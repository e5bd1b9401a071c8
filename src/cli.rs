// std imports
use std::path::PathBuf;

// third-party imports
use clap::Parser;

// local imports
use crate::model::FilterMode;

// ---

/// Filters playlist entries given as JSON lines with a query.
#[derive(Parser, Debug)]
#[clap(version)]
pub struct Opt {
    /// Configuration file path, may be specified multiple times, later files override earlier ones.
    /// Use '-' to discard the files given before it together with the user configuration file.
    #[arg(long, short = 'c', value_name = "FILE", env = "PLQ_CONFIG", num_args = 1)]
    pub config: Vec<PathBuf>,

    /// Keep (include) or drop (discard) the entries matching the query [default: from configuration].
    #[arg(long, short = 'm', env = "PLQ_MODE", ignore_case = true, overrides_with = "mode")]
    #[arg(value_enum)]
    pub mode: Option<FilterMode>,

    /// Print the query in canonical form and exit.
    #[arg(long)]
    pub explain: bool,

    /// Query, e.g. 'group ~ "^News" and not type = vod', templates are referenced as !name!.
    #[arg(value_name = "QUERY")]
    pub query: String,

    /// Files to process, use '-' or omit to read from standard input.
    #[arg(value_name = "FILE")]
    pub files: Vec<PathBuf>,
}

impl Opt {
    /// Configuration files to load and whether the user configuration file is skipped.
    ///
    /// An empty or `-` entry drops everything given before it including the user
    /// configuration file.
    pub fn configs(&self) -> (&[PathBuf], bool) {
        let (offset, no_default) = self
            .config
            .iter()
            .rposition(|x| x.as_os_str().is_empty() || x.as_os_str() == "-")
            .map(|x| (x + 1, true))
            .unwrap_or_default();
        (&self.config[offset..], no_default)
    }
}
-----
Wherever a line of the data holds "discard", copy that line.

    /// Use '-' to discard the files given before it together with the user configuration file.
    /// Keep (include) or drop (discard) the entries matching the query [default: from configuration].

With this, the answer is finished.